The results of the CURDYS trial are consistent with new approaches of using surfactants not only for “physiologic” replacement, soon after birth, but repeated as a medication for infants with severe prolonged respiratory distress. Other strategies of treatment using surfactants as a vehicle showed promising results. After verifying the biochemical properties, Yeh et al. [40] showed that 128 infants treated with surfactants mixed with budesonide showed a significant reduction in the risk of BDP or death when compared to 134 controls (OR 0.58; 95% CI 0.44–0.77).
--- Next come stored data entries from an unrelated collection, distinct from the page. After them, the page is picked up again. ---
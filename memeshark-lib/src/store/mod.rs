//! The Store Gateway (§4.1): the abstract persistence layer every other
//! component is built against. Concrete implementations live outside this
//! crate (`memeshark-store-mongo`) or in `store::memory` for tests — the
//! upstream document-store bindings are out of scope for the core per §1.

pub mod memory;

use std::collections::HashSet;

use crate::error::StoreError;
use crate::model::{CesId, Commit, CodeEntityState, CommitId, CommitSummary, ProjectId, VcsSystemId};

/// Abstract persistence layer. All operations are synchronous and block the
/// caller (§4.1, §5).
///
/// Implementations must be `Clone`, and `clone()` must yield a handle that
/// owns an independent connection rather than sharing one — the fork-safety
/// contract of §4.1 and §9: a handle must be opened fresh per worker,
/// after the worker has started, never inherited from the driver process.
pub trait StoreGateway: Clone + Send {
    /// Resolves a project name to the id of its unique VCS system.
    /// `StoreError::ProjectMissing` if no such project exists.
    fn resolve_vcs(&self, project_name: &str) -> Result<VcsSystemId, StoreError>;

    /// Streams commit summaries for a VCS system: just `commit_id`,
    /// `revision_hash`, and `parents` — enough for the Graph Builder (§4.2),
    /// which prefers streaming over materializing full documents.
    fn commits_of(
        &self,
        vcs_system_id: VcsSystemId,
    ) -> Result<Box<dyn Iterator<Item = CommitSummary> + '_>, StoreError>;

    /// Resolves a revision hash to a commit id within a VCS system.
    fn commit_lookup(
        &self,
        vcs_system_id: VcsSystemId,
        revision_hash: &str,
    ) -> Result<CommitId, StoreError>;

    /// All CES recorded directly at a commit.
    fn ces_of(&self, commit_id: CommitId) -> Result<Vec<CodeEntityState>, StoreError>;

    /// Batch-fetches CES by id, e.g. to resolve a `ce_parent_id`.
    fn ces_by_ids(&self, ids: &HashSet<CesId>) -> Result<Vec<CodeEntityState>, StoreError>;

    /// A single CES by id.
    fn ces_by_id(&self, id: CesId) -> Result<CodeEntityState, StoreError>;

    /// The full commit document, including `code_entity_states`.
    fn commit(&self, commit_id: CommitId) -> Result<Commit, StoreError>;

    /// Idempotent rewrite of a commit's CES reference list.
    fn set_commit_ces(&self, commit_id: CommitId, ces_ids: Vec<CesId>) -> Result<(), StoreError>;

    /// Persists a mutation of `ce_parent_id` on an existing CES.
    fn save_ces(&self, ces: &CodeEntityState) -> Result<(), StoreError>;

    /// Bulk-deletes CES by id.
    fn delete_ces(&self, ids: &HashSet<CesId>) -> Result<(), StoreError>;
}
Their study is very interesting, as we observed a significant morbid association between respiratory distress and inflammation. Finally, the approach of using human umbilical cord-derived mesenchymal stem cells combined with surfactants is under investigation and has shown promising results in animal studies [41].

5. Conclusions

Beyond its importance as a physiological replacement soon after birth, the use of curative repeated surfactant therapy in infants presenting severe prolonged respiratory distress improves lung function and lowers the risk of asthma on a long-term basis. However, it does not improve poor neurodevelopment, which might also be related to inflammation. The implications of this study are that repeated surfactant therapy in the neonatal period may be an option to alleviate early lung injury, allowing for long-term lung health improvement in association with early preventive strategies, such as strict smoking exclusion and reasonable physical exercise. The new approaches to treatments combining surfactants and budesonide are promising.